On March 4th 2009 my Dad left the house, walked 15 minutes to a busy road and stepped in front of a lorry.
He died on impact.
I was 18 (a month off 19) at the time and that was the day that changed my life.
Shortly after losing my Dad to suicide I too battled with depression, anxiety and even thought about taking my own life.
Why did he do it?
My Dad's suicide shocked us as a family, shocked his friends and co workers and most importantly caused grief to a lot of people close to him.
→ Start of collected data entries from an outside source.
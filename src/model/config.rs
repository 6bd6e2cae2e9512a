use serde::{Deserialize, Serialize};

/// Configuration from drill.toml
#[derive(Debug, Clone, Default, Serialize, Deserialize)]
pub struct DrillConfig {
    #[serde(default)]
    pub files: FilesConfig,
    #[serde(default)]
    pub progress: ProgressConfig,
    #[serde(default)]
    pub scaffold: ScaffoldConfig,
}

/// Where the template and the progress document live, relative to the project root.
#[derive(Debug, Clone, Serialize, Deserialize)]
pub struct FilesConfig {
    #[serde(default = "default_template")]
    pub template: String,
    #[serde(default = "default_readme")]
    pub readme: String,
    /// Extension given to generated code files (without the dot)
    #[serde(default = "default_extension")]
    pub extension: String,
}

impl Default for FilesConfig {
    fn default() -> Self {
        FilesConfig {
            template: default_template(),
            readme: default_readme(),
            extension: default_extension(),
        }
    }
}

/// Markers and constants the progress editor works against.
///
/// Every editor operation takes one of these explicitly, so documents with
/// different markers or denominators can be edited side by side.
#[derive(Debug, Clone, PartialEq, Eq, Serialize, Deserialize)]
pub struct ProgressConfig {
    #[serde(default = "default_start_marker")]
    pub start_marker: String,
    #[serde(default = "default_end_marker")]
    pub end_marker: String,
    /// Body of a category with no entries
    #[serde(default = "default_placeholder")]
    pub placeholder: String,
    /// Category synthesized when the document has no progress region
    #[serde(default = "default_category")]
    pub default_category: String,
    #[serde(default = "default_summary_heading")]
    pub summary_heading: String,
    /// Cosmetic denominator of the summary line
    #[serde(default = "default_planned")]
    pub planned: u32,
}

impl Default for ProgressConfig {
    fn default() -> Self {
        ProgressConfig {
            start_marker: default_start_marker(),
            end_marker: default_end_marker(),
            placeholder: default_placeholder(),
            default_category: default_category(),
            summary_heading: default_summary_heading(),
            planned: default_planned(),
        }
    }
}

#[derive(Debug, Clone, Serialize, Deserialize)]
pub struct ScaffoldConfig {
    /// Substituted for `DIFFICULTY` when no --difficulty is given
    #[serde(default = "default_difficulty")]
    pub difficulty: String,
}

impl Default for ScaffoldConfig {
    fn default() -> Self {
        ScaffoldConfig {
            difficulty: default_difficulty(),
        }
    }
}

fn default_template() -> String {
    "template.py".to_string()
}

fn default_readme() -> String {
    "README.md".to_string()
}

fn default_extension() -> String {
    "py".to_string()
}

fn default_start_marker() -> String {
    "<!-- PROGRESS:START -->".to_string()
}

fn default_end_marker() -> String {
    "<!-- PROGRESS:END -->".to_string()
}

fn default_placeholder() -> String {
    "(none yet)".to_string()
}

fn default_category() -> String {
    "Arrays".to_string()
}

fn default_summary_heading() -> String {
    "## Progress Summary".to_string()
}

fn default_planned() -> u32 {
    150
}

fn default_difficulty() -> String {
    "TBD".to_string()
}

#[cfg(test)]
mod tests {
    use super::*;

    #[test]
    fn test_empty_config_uses_defaults() {
        let config: DrillConfig = toml::from_str("").unwrap();
        assert_eq!(config.files.template, "template.py");
        assert_eq!(config.files.readme, "README.md");
        assert_eq!(config.files.extension, "py");
        assert_eq!(config.progress, ProgressConfig::default());
        assert_eq!(config.scaffold.difficulty, "TBD");
    }

    #[test]
    fn test_partial_config_keeps_other_defaults() {
        let config: DrillConfig = toml::from_str(
            r#"
[files]
extension = "rs"
template = "template.rs"

[progress]
planned = 75
"#,
        )
        .unwrap();
        assert_eq!(config.files.extension, "rs");
        assert_eq!(config.files.template, "template.rs");
        assert_eq!(config.files.readme, "README.md");
        assert_eq!(config.progress.planned, 75);
        assert_eq!(config.progress.start_marker, "<!-- PROGRESS:START -->");
        assert_eq!(config.progress.placeholder, "(none yet)");
    }
}
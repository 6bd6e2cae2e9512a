pub mod progress_parser;
pub mod progress_serializer;

pub use progress_parser::parse_region;
pub use progress_serializer::serialize_region;
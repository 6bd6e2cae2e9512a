use crate::model::progress::ProgressRegion;

/// Serialize a region back to the text that sits between the markers.
/// Untouched lines are emitted verbatim, so parse → serialize is lossless.
pub fn serialize_region(region: &ProgressRegion) -> String {
    let Some(tail) = &region.tail else {
        return region.head.clone();
    };

    let mut out = region.head.clone();
    out.push('\n');
    for line in region.lines() {
        out.push_str(line);
        out.push('\n');
    }
    out.push_str(tail);
    out
}
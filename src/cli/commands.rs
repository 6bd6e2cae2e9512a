use clap::Parser;

#[derive(Parser, Debug)]
#[command(
    name = "drill",
    about = concat!("drill v", env!("CARGO_PKG_VERSION"), " - scaffold a practice problem and check it off"),
    version
)]
pub struct Cli {
    /// Problem name, e.g. "Two Sum"
    pub name: String,

    /// Link to the problem statement
    pub link: String,

    /// Category directory, e.g. two_pointers (shown as "Two Pointers")
    pub category: String,

    /// Extra positional arguments are accepted and ignored
    #[arg(hide = true)]
    pub rest: Vec<String>,

    /// Record the problem as solved
    #[arg(long)]
    pub done: bool,

    /// Difficulty written into the template (default from drill.toml, else TBD)
    #[arg(long)]
    pub difficulty: Option<String>,

    /// Output as JSON
    #[arg(long)]
    pub json: bool,

    /// Run against a different project directory
    #[arg(short = 'C', long = "project-dir")]
    pub project_dir: Option<String>,

    /// Log what is being read and written
    #[arg(short, long)]
    pub verbose: bool,
}
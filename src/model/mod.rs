pub mod config;
pub mod progress;
pub mod project;

pub use config::*;
pub use progress::*;
pub use project::*;
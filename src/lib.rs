pub mod cli;
pub mod io;
pub mod model;
pub mod ops;
pub mod parse;
pub mod util;
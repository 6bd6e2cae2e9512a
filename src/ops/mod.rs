pub mod progress_ops;
pub mod scaffold;
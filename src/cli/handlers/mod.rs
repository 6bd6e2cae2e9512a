use std::path::{Path, PathBuf};

use log::{debug, info};

use crate::cli::commands::Cli;
use crate::cli::output::{NewProblemJson, SummaryJson, code_file_line, document_line};
use crate::io::project_io::{self, DrillError};
use crate::model::project::Project;
use crate::ops::progress_ops;
use crate::ops::scaffold::ProblemRequest;

// ---------------------------------------------------------------------------
// Dispatch
// ---------------------------------------------------------------------------

pub fn dispatch(cli: Cli) -> Result<(), Box<dyn std::error::Error>> {
    let root = project_root(cli.project_dir.as_deref())?;
    let project = project_io::load_project(&root)?;

    if !cli.rest.is_empty() {
        debug!("ignoring extra arguments: {:?}", cli.rest);
    }

    let request = ProblemRequest {
        difficulty: cli
            .difficulty
            .unwrap_or_else(|| project.config.scaffold.difficulty.clone()),
        name: cli.name,
        link: cli.link,
        category: cli.category,
        done: cli.done,
    };

    let report = cmd_new(&project, &request)?;
    if cli.json {
        println!("{}", serde_json::to_string_pretty(&report)?);
    } else {
        println!("{}", code_file_line(&report));
        println!("{}", document_line(&report));
    }
    Ok(())
}

// ---------------------------------------------------------------------------
// Helpers
// ---------------------------------------------------------------------------

/// The -C directory if given, otherwise the current directory
fn project_root(dir: Option<&str>) -> Result<PathBuf, Box<dyn std::error::Error>> {
    match dir {
        Some(dir) => Ok(std::fs::canonicalize(dir)
            .map_err(|e| format!("cannot resolve -C path '{}': {}", dir, e))?),
        None => Ok(std::env::current_dir()?),
    }
}

/// Path shown to the user: relative to the project root when possible
fn display_path(project: &Project, path: &Path) -> String {
    path.strip_prefix(&project.root)
        .unwrap_or(path)
        .display()
        .to_string()
}

// ---------------------------------------------------------------------------
// New problem
// ---------------------------------------------------------------------------

/// Scaffold the code file for `request` and record it in the progress document.
///
/// The template is loaded before anything is written, so a missing template
/// leaves the project untouched.
pub fn cmd_new(project: &Project, request: &ProblemRequest) -> Result<NewProblemJson, DrillError> {
    let config = &project.config;
    let template = project_io::load_template(project)?;

    let code_file = project_io::write_code_file(project, request, &request.render(&template))?;
    debug!(
        "code file {} (created={})",
        code_file.path.display(),
        code_file.created
    );

    let document = project_io::ensure_document(project)?;
    let title = request.category_title();
    let entry = request.entry(&config.files.extension);
    let result = progress_ops::record_entry(&document, &title, &entry, &config.progress);
    info!(
        "{} '{}' under '{}': {} done / {} tracked",
        result.outcome, entry.name, title, result.counts.done, result.counts.total
    );

    if result.document != document {
        project_io::save_document(project, &result.document)?;
    } else {
        debug!("progress document unchanged, not rewriting");
    }

    Ok(NewProblemJson {
        name: request.name.clone(),
        category: title,
        done: request.done,
        code_file: display_path(project, &code_file.path),
        created: code_file.created,
        document: display_path(project, &project.document_path()),
        entry: result.outcome,
        summary: SummaryJson::new(result.counts, config.progress.planned),
    })
}

#[cfg(test)]
mod tests {
    use super::*;
    use crate::model::progress::UpsertOutcome;
    use pretty_assertions::assert_eq;
    use std::fs;
    use tempfile::TempDir;

    fn project_with_template(dir: &Path) -> Project {
        fs::write(
            dir.join("template.py"),
            "# PROBLEM_NAME (DIFFICULTY)\n# PROBLEM_LINK\n# CATEGORY\n",
        )
        .unwrap();
        project_io::load_project(dir).unwrap()
    }

    fn request(name: &str, category: &str, done: bool) -> ProblemRequest {
        ProblemRequest {
            name: name.to_string(),
            link: "http://x".to_string(),
            category: category.to_string(),
            difficulty: "TBD".to_string(),
            done,
        }
    }

    #[test]
    fn test_cmd_new_fresh_project() {
        let tmp = TempDir::new().unwrap();
        let project = project_with_template(tmp.path());

        let report = cmd_new(&project, &request("Two Sum", "arrays", false)).unwrap();
        assert!(report.created);
        assert_eq!(report.code_file, "arrays/two_sum.py");
        assert_eq!(report.entry, UpsertOutcome::Inserted);
        assert_eq!(
            fs::read_to_string(tmp.path().join("arrays/two_sum.py")).unwrap(),
            "# Two Sum (TBD)\n# http://x\n# Arrays\n"
        );

        let readme = fs::read_to_string(tmp.path().join("README.md")).unwrap();
        assert!(readme.contains("## Arrays\n- [ ] [Two Sum](http://x) — `arrays/two_sum.py`\n\n## Two Pointers"));
        assert!(readme.contains("- Total: 0 done / 150 planned"));
    }

    #[test]
    fn test_cmd_new_missing_template_writes_nothing() {
        let tmp = TempDir::new().unwrap();
        let project = project_io::load_project(tmp.path()).unwrap();

        let err = cmd_new(&project, &request("Two Sum", "arrays", false)).unwrap_err();
        assert!(matches!(err, DrillError::TemplateNotFound { .. }));
        assert!(!tmp.path().join("README.md").exists());
        assert!(!tmp.path().join("arrays").exists());
    }

    #[test]
    fn test_cmd_new_mark_done_later() {
        let tmp = TempDir::new().unwrap();
        let project = project_with_template(tmp.path());

        cmd_new(&project, &request("Two Sum", "arrays", false)).unwrap();
        let report = cmd_new(&project, &request("Two Sum", "arrays", true)).unwrap();
        assert!(!report.created);
        assert_eq!(report.entry, UpsertOutcome::Upgraded);
        assert_eq!(report.summary.done, 1);

        let readme = fs::read_to_string(tmp.path().join("README.md")).unwrap();
        assert!(readme.contains("- [x] [Two Sum](http://x) — `arrays/two_sum.py`"));
        assert!(readme.contains("- Total: 1 done / 150 planned"));
    }

    #[test]
    fn test_cmd_new_new_category() {
        let tmp = TempDir::new().unwrap();
        let project = project_with_template(tmp.path());

        let report = cmd_new(&project, &request("Clone Graph", "graphs", true)).unwrap();
        assert_eq!(report.category, "Graphs");
        let readme = fs::read_to_string(tmp.path().join("README.md")).unwrap();
        assert!(readme.ends_with(
            "## Binary Search\n(none yet)\n\n## Graphs\n- [x] [Clone Graph](http://x) — `graphs/clone_graph.py`\n\n<!-- PROGRESS:END -->\n"
        ));
    }
}
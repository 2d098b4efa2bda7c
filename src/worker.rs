//! Caller and responder halves of a measurement pair.
//!
//! The responder answers one readiness handshake and then serves replies
//! forever; it never terminates itself and is torn down from outside via
//! endpoint disconnect once its caller has finished. The caller waits on
//! the start gate, runs the fixed round budget back-to-back, and signals
//! the completion gate. In-loop errors are logged and the round still
//! counts; this is a latency benchmark, not a correctness test.

use log::warn;
use serde::Serialize;

use crate::clock::{diff, Clock};
use crate::gate::{CompletionGate, StartGate};
use crate::platform;
use crate::rendezvous::{CallError, CallerHandle, ResponderHandle};
use crate::topology::CoreId;

/// What a caller hammers during its timed loop.
pub enum CallTarget {
    /// Full call+reply exchange with a core-local responder. One round
    /// counts as two operations.
    Rendezvous(CallerHandle),
    /// Direct kernel call. One round is one operation.
    Kernel,
}

impl CallTarget {
    pub fn call(&self) -> Result<(), CallError> {
        match self {
            CallTarget::Rendezvous(handle) => handle.call(),
            CallTarget::Kernel => platform::direct_call(),
        }
    }

    /// Operations per round.
    pub fn factor(&self) -> u64 {
        match self {
            CallTarget::Rendezvous(_) => 2,
            CallTarget::Kernel => 1,
        }
    }

    pub fn op_name(&self) -> &'static str {
        match self {
            CallTarget::Rendezvous(_) => "IPC",
            CallTarget::Kernel => "syscall",
        }
    }
}

/// One counter slot's interval length over the timed loop.
#[derive(Debug, Clone, Serialize)]
pub struct SlotDelta {
    pub unit: &'static str,
    pub value: u64,
}

/// Per-core measurement summary handed to the reporter.
#[derive(Debug, Clone, Serialize)]
pub struct CoreReport {
    pub core: CoreId,
    pub rounds: u64,
    pub factor: u64,
    pub op: &'static str,
    pub deltas: Vec<SlotDelta>,
}

impl CoreReport {
    /// Total operations measured (`rounds * factor`).
    pub fn ops(&self) -> u64 {
        self.rounds * self.factor
    }
}

/// Caller body: gate in, measure `rounds` back-to-back calls, gate out.
pub fn run_caller<C: Clock>(
    target: CallTarget,
    core: CoreId,
    rounds: u64,
    start: &StartGate,
    completion: &CompletionGate,
) -> CoreReport {
    start.wait();

    let clock = C::default();
    clock.prepare();

    let t_start = clock.sample();
    clock.sync();
    for _ in 0..rounds {
        if let Err(e) = target.call() {
            warn!("CPU {core}: call error in timed loop: {e}");
        }
    }
    clock.sync();
    let t_end = clock.sample();

    let deltas = (0..C::SLOTS)
        .map(|slot| SlotDelta {
            unit: C::unit(slot),
            value: diff(t_start, t_end, slot),
        })
        .collect();

    completion.arrive();

    CoreReport {
        core,
        rounds,
        factor: target.factor(),
        op: target.op_name(),
        deltas,
    }
}

/// Responder body: one blocking wait completes the readiness handshake
/// with the spawner, then reply-and-wait forever. Transient errors are
/// logged and the loop continues; a disconnect ends it.
pub fn run_responder(handle: ResponderHandle) {
    match handle.wait() {
        Ok(_label) => {}
        Err(CallError::Disconnected) => return,
        Err(e) => warn!("responder: error on first wait: {e}"),
    }

    loop {
        match handle.reply_and_wait() {
            Ok(_label) => {}
            Err(CallError::Disconnected) => return,
            Err(e) => warn!("responder: error in reply+wait: {e}"),
        }
    }
}
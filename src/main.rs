//! Command-line front end for the corebench harness.

use std::io::{self, Write};
use std::path::PathBuf;
use std::process::ExitCode;

use clap::{Parser, ValueEnum};
use log::error;

use corebench::clock::DefaultClock;
use corebench::report::{print_report, write_json_report, JsonReport};
use corebench::{harness, HarnessConfig, Workload, NUM_ROUNDS};

#[derive(Debug, Clone, Copy, ValueEnum)]
enum WorkloadArg {
    /// Rendezvous ping-pong against a core-local responder (2 ops/round)
    Ipc,
    /// Direct kernel call (1 op/round)
    Syscall,
}

#[derive(Debug, Parser)]
#[command(
    name = "corebench",
    about = "Per-core synchronous call round-trip latency benchmark"
)]
struct Cli {
    /// Workload the callers run on every core
    #[arg(long, value_enum, default_value_t = WorkloadArg::Ipc)]
    workload: WorkloadArg,

    /// Calls per caller in the timed loop
    #[arg(long, default_value_t = NUM_ROUNDS)]
    rounds: u64,

    /// Skip thread placement (loses core-local measurement semantics)
    #[arg(long)]
    no_pin: bool,

    /// Also write a JSON report to this path
    #[arg(long)]
    json: Option<PathBuf>,
}

fn main() -> ExitCode {
    env_logger::init();
    let cli = Cli::parse();

    let cfg = HarnessConfig {
        workload: match cli.workload {
            WorkloadArg::Ipc => Workload::Ipc,
            WorkloadArg::Syscall => Workload::Syscall,
        },
        rounds: cli.rounds,
        pin: !cli.no_pin,
    };

    let reports = match harness::run::<DefaultClock>(&cfg) {
        Ok(reports) => reports,
        Err(e) => {
            error!("{e}");
            return ExitCode::FAILURE;
        }
    };

    let mut stdout = io::stdout().lock();
    for report in &reports {
        if print_report(&mut stdout, report).is_err() {
            return ExitCode::FAILURE;
        }
    }
    let _ = stdout.flush();

    if let Some(path) = cli.json {
        let workload = match cfg.workload {
            Workload::Ipc => "ipc",
            Workload::Syscall => "syscall",
        };
        let json = JsonReport::new(workload, cfg.rounds, &reports);
        if let Err(e) = write_json_report(&path, &json) {
            error!("{e}");
            return ExitCode::FAILURE;
        }
    }

    ExitCode::SUCCESS
}
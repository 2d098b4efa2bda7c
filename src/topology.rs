//! CPU topology enumeration.
//!
//! The scheduler is queried window by window: each [`SchedInfo`] covers
//! cores `[offset, offset + MAP_BITS)` as an affinity bitmap plus the
//! highest core index the scheduler knows about. Enumeration walks the
//! windows in ascending order, so callbacks fire exactly once per core,
//! ascending, with gaps allowed in the mask.

use log::warn;

use crate::error::Error;

/// Width of one affinity bitmap window.
pub const MAP_BITS: u32 = u64::BITS;

/// Identifier of one schedulable execution unit. Not assumed contiguous.
pub type CoreId = u32;

/// One window of the scheduler's core map.
#[derive(Debug, Clone, Copy)]
pub struct SchedInfo {
    /// Total number of cores known to the scheduler (walk bound).
    pub max_cpu: u32,
    /// Affinity bits for cores `offset .. offset + MAP_BITS`.
    pub map: u64,
}

/// Source of scheduler core maps.
pub trait CpuMap {
    fn info(&self, offset: u32) -> Result<SchedInfo, Error>;
}

/// Invoke `cb(core_id)` once for every core the scheduler reports, in
/// ascending order. A failed query logs and ends the walk early; the
/// cores seen so far are "some cores responded", not a topology
/// guarantee.
pub fn enumerate<M: CpuMap>(sched: &M, mut cb: impl FnMut(CoreId)) {
    let mut offset = 0;
    loop {
        let info = match sched.info(offset) {
            Ok(info) => info,
            Err(e) => {
                warn!("CPU enumeration aborted at offset {offset}: {e}");
                return;
            }
        };

        for bit in 0..MAP_BITS {
            if info.map & (1u64 << bit) != 0 {
                cb(offset + bit);
            }
        }

        offset += MAP_BITS;
        if offset >= info.max_cpu {
            break;
        }
    }
}

/// Number of cores [`enumerate`] would visit.
pub fn count<M: CpuMap>(sched: &M) -> u32 {
    let mut num = 0;
    enumerate(sched, |_| num += 1);
    num
}

/// Collect the enumerated cores into an owned set.
pub fn core_set<M: CpuMap>(sched: &M) -> Vec<CoreId> {
    let mut cores = Vec::new();
    enumerate(sched, |core| cores.push(core));
    cores
}

/// Scheduler backend of the host OS.
#[derive(Debug, Default, Clone, Copy)]
pub struct OsSched;

#[cfg(target_os = "linux")]
impl CpuMap for OsSched {
    fn info(&self, offset: u32) -> Result<SchedInfo, Error> {
        use std::mem;

        let max_cpu = unsafe { libc::sysconf(libc::_SC_NPROCESSORS_CONF) };
        if max_cpu < 0 {
            return Err(Error::Topology(format!(
                "sysconf(_SC_NPROCESSORS_CONF): {}",
                std::io::Error::last_os_error()
            )));
        }

        let mut set: libc::cpu_set_t = unsafe { mem::zeroed() };
        let rc = unsafe {
            libc::sched_getaffinity(0, mem::size_of::<libc::cpu_set_t>(), &mut set)
        };
        if rc != 0 {
            return Err(Error::Topology(format!(
                "sched_getaffinity: {}",
                std::io::Error::last_os_error()
            )));
        }

        let mut map = 0u64;
        for bit in 0..MAP_BITS {
            let cpu = offset + bit;
            if (cpu as libc::c_long) < max_cpu && unsafe { libc::CPU_ISSET(cpu as usize, &set) } {
                map |= 1u64 << bit;
            }
        }

        Ok(SchedInfo {
            max_cpu: max_cpu as u32,
            map,
        })
    }
}

#[cfg(not(target_os = "linux"))]
impl CpuMap for OsSched {
    fn info(&self, offset: u32) -> Result<SchedInfo, Error> {
        // No affinity mask to consult; report the first `n` ids as present.
        let n = std::thread::available_parallelism()
            .map_err(|e| Error::Topology(e.to_string()))?
            .get() as u32;

        let mut map = 0u64;
        for bit in 0..MAP_BITS {
            if offset + bit < n {
                map |= 1u64 << bit;
            }
        }

        Ok(SchedInfo { max_cpu: n, map })
    }
}

#[cfg(test)]
mod tests {
    use super::*;

    /// Scheduler stub serving a fixed list of bitmap windows.
    struct FakeSched {
        windows: Vec<u64>,
        max_cpu: u32,
        fail_from: Option<u32>,
    }

    impl CpuMap for FakeSched {
        fn info(&self, offset: u32) -> Result<SchedInfo, Error> {
            if let Some(fail) = self.fail_from {
                if offset >= fail {
                    return Err(Error::Topology("injected".into()));
                }
            }
            let idx = (offset / MAP_BITS) as usize;
            Ok(SchedInfo {
                max_cpu: self.max_cpu,
                map: self.windows.get(idx).copied().unwrap_or(0),
            })
        }
    }

    #[test]
    fn visits_each_core_once_ascending() {
        // Gappy mask across two windows: 0, 2, 5 and 64, 70.
        let sched = FakeSched {
            windows: vec![0b100101, 0b1000001],
            max_cpu: 80,
            fail_from: None,
        };
        let mut seen = Vec::new();
        enumerate(&sched, |core| seen.push(core));
        assert_eq!(seen, vec![0, 2, 5, 64, 70]);
        assert!(seen.windows(2).all(|w| w[0] < w[1]));
    }

    #[test]
    fn count_matches_enumeration() {
        let sched = FakeSched {
            windows: vec![u64::MAX, 0b1111],
            max_cpu: 68,
            fail_from: None,
        };
        assert_eq!(count(&sched), 68);
        assert_eq!(core_set(&sched).len(), 68);
    }

    #[test]
    fn query_failure_yields_partial_set() {
        let sched = FakeSched {
            windows: vec![0b11, 0b11],
            max_cpu: 128,
            fail_from: Some(64),
        };
        // Second window errors; only the first window's cores show up.
        assert_eq!(core_set(&sched), vec![0, 1]);
    }

    #[test]
    fn empty_mask_is_an_empty_set() {
        let sched = FakeSched {
            windows: vec![0],
            max_cpu: 4,
            fail_from: None,
        };
        assert_eq!(count(&sched), 0);
        assert!(core_set(&sched).is_empty());
    }

    #[test]
    fn os_sched_reports_at_least_one_core() {
        let cores = core_set(&OsSched);
        assert!(!cores.is_empty());
        assert!(cores.windows(2).all(|w| w[0] < w[1]));
    }
}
But to you reading this, my Dad's suicide was just a digit.
An extra number added to the statistic that 4,624 men took their own lives in the UK alone last year.
With suicide now being the biggest killer of all men under the age of 50, isn't it time we did something about it?
Is it time to truly 'Man Up' and get a grip, or should we 'Man Down' and change the way deal with our emotions?
Either way, I'm hoping this article will help.
Did you know a man takes his own life every 2 hours in the UK alone, and out of all of the suicides recorded last year 76% were men?
Still those shocking statistics don't include the unrecorded suicides, it doesn't include the high percentage of men dying from alcoholism and drug abuse and it doesn't include the many men currently struggling right now with deep depression and contemplating their own lives.
As you read this, you can probably think of a man close to you affected by depression, or a man who has taken their own life.
If that person is you, I hope this article will resonate with you.
My Grandad is tough as nails.
He's 92, he's been through war, a childhood surrounded by poverty and he was allowed to be disciplined hard by his parents and teachers.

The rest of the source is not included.